Acquired nephrogenic diabetes insipidus (NDI) is characterized by the inability of the kidney to concentrate urine and is often an effect of some drug therapies, including a common treatment for bipolar disorder, lithium. Approximately 40% of lithium‐treated patients have polyuria and it is thought that the decreased capacity to concentrate urine in these patients is due to the lithium‐mediated disruption of the cAMP pathway that regulates urea transporter (UT‐A1) and water channel (AQP2) expression and function in the renal medulla. The aim of our study is to identify a mechanism to restore renal cAMP levels in the lithium‐treated kidney and preserve urine concentration capacity. Aged‐matched Sprague‐Dawley (SD) rats were pair‐fed either a standard rodent diet or a diet supplemented with lithium carbonate (40 mmol/kg) for 2 weeks. After treatment, urinary cAMP levels are dampened in lithium‐treated rats and total cAMP‐phosphodiesterase (PDE) activity and mRNA expression of PDE3 and PDE4 isoforms are increased in the inner medulla of lithium‐treated rats. Because PDEs are enzymes that degrade cAMP, inhibition of PDE3 and/or PDE4 could attenuate lithium‐induced NDI. SD rats were treated for two as follows: 1) standard diet, vehicle; 2) standard diet, milrinone (PDE3 inhibitor); 3) standard diet, rolipram (PDE4 inhibitor); 4) standard diet, milrinone, rolipram; 5) lithium diet, vehicle; 6) lithium diet, milrinone (PDE3 inhibitor); 7) lithium diet, rolipram (PDE4 inhibitor); and, 8) lithium diet, milrinone, rolipram. Milrinone treatment of lithium‐fed rats did not prevent polyuria in these animals and did not preserve UT‐A1 and AQP2 expression in the medulla. Similarly, rolipram treatment of lithium‐fed rats yields the same results.

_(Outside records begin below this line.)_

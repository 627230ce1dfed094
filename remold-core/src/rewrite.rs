use crate::error::{Error, Result};
use crate::logging::Log;
use crate::pattern::Rule;
use crate::replace::multi_replace;
use crate::transform::{transform_file, BACKUP_SUFFIX};
use crate::walk::{walk_files, DEFAULT_EXCLUDE, DEFAULT_INCLUDE};
use serde::Serialize;

/// Tally for one engine invocation. Owned by the caller and threaded through
/// the dispatcher, so concurrent invocations on distinct rule sets never
/// share counters.
#[derive(Debug, Clone, Default, PartialEq, Eq, Serialize)]
pub struct Stats {
    /// Files read or renamed.
    pub files: usize,
    /// Content bytes scanned (paths are not counted).
    pub bytes: u64,
    /// Candidate matches before overlap pruning.
    pub matches: usize,
    /// Matches actually applied.
    pub valid_matches: usize,
    /// Files rewritten or renamed.
    pub files_changed: usize,
    /// Files whose contents had candidate matches.
    pub files_rewritten: usize,
    /// Files moved to a new path.
    pub renames: usize,
}

/// Options for a rewrite pass over a tree.
#[derive(Debug, Clone)]
pub struct RewriteOptions {
    /// Apply the rule set to file paths and move files accordingly.
    pub do_renames: bool,
    /// Apply the rule set to file contents.
    pub do_contents: bool,
    /// Base-name regex a file must match to be processed.
    pub include: String,
    /// Base-name regex that prunes directories and skips files.
    pub exclude: String,
    /// Suffix for backups of modified files.
    pub backup_suffix: String,
    /// Match line by line (true) or against whole files (false).
    pub by_line: bool,
    /// Match, log, and count, but change nothing on disk.
    pub dry_run: bool,
    /// Abort on the first per-file error instead of logging and continuing.
    pub strict: bool,
}

impl Default for RewriteOptions {
    fn default() -> Self {
        Self {
            do_renames: false,
            do_contents: true,
            include: DEFAULT_INCLUDE.to_string(),
            exclude: DEFAULT_EXCLUDE.to_string(),
            backup_suffix: BACKUP_SUFFIX.to_string(),
            by_line: true,
            dry_run: false,
            strict: false,
        }
    }
}

/// Rewrite and/or rename one file, applying the whole rule set
/// simultaneously to its path and contents.
pub fn rewrite_file(
    path: &str,
    rules: &[Rule],
    options: &RewriteOptions,
    stats: &mut Stats,
    log: &dyn Log,
) -> Result<()> {
    // Paths are matched as bytes like any other input, then handed back to
    // the filesystem as UTF-8 strings.
    let dest_path = if options.do_renames {
        let (replaced, _) = multi_replace(path.as_bytes(), rules, None, log);
        String::from_utf8(replaced).map_err(|_| Error::InvalidPath(path.to_string()))?
    } else {
        path.to_string()
    };

    let counts = if options.do_contents {
        let mut transform =
            |input: &[u8]| multi_replace(input, rules, Some(path), log);
        transform_file(
            Some(&mut transform),
            path,
            &dest_path,
            &options.backup_suffix,
            options.by_line,
            options.dry_run,
            stats,
        )?
    } else {
        transform_file(
            None,
            path,
            &dest_path,
            &options.backup_suffix,
            options.by_line,
            options.dry_run,
            stats,
        )?
    };
    stats.matches += counts.found;
    stats.valid_matches += counts.valid;

    if counts.found > 0 {
        log.log(&format!("- modify: {path}: {} matches", counts.found));
    }
    if dest_path != path {
        log.log(&format!("- rename: {path} -> {dest_path}"));
    }
    Ok(())
}

/// Walk the given roots and rewrite/rename every matching file in sorted
/// order. Per-file errors are logged and skipped unless `strict` is set.
pub fn rewrite_files(
    root_paths: &[String],
    rules: &[Rule],
    options: &RewriteOptions,
    stats: &mut Stats,
    log: &dyn Log,
) -> Result<()> {
    let (paths, skipped_backups) = walk_files(
        root_paths,
        &options.include,
        &options.exclude,
        &options.backup_suffix,
    )?;
    if skipped_backups > 0 {
        log.log(&format!(
            "Skipped {skipped_backups} file(s) ending in '{}' (backup files are never processed)",
            options.backup_suffix
        ));
    }
    log.log(&format!(
        "Found {} files in: {}",
        paths.len(),
        root_paths.join(", ")
    ));
    for path in &paths {
        if let Err(e) = rewrite_file(path, rules, options, stats, log) {
            if options.strict {
                return Err(e);
            }
            log.log(&format!("error: {e}"));
        }
    }
    Ok(())
}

When PDE3 and PDE4 are simultaneously inhibited, urine osmolality of lithium‐fed rats is increased compared to vehicle‐treated lithium‐fed rats and UT‐A1 and AQP2 expression is restored to endogenous levels. In summary, lithium lowers renal cAMP and increases cAMP PDE activity and expression. Dual PDE3/PDE4 inhibition attenuates lithium‐induced polyuria in rats – a finding that may allow patients to continue lithium therapy without renal side effects in the future.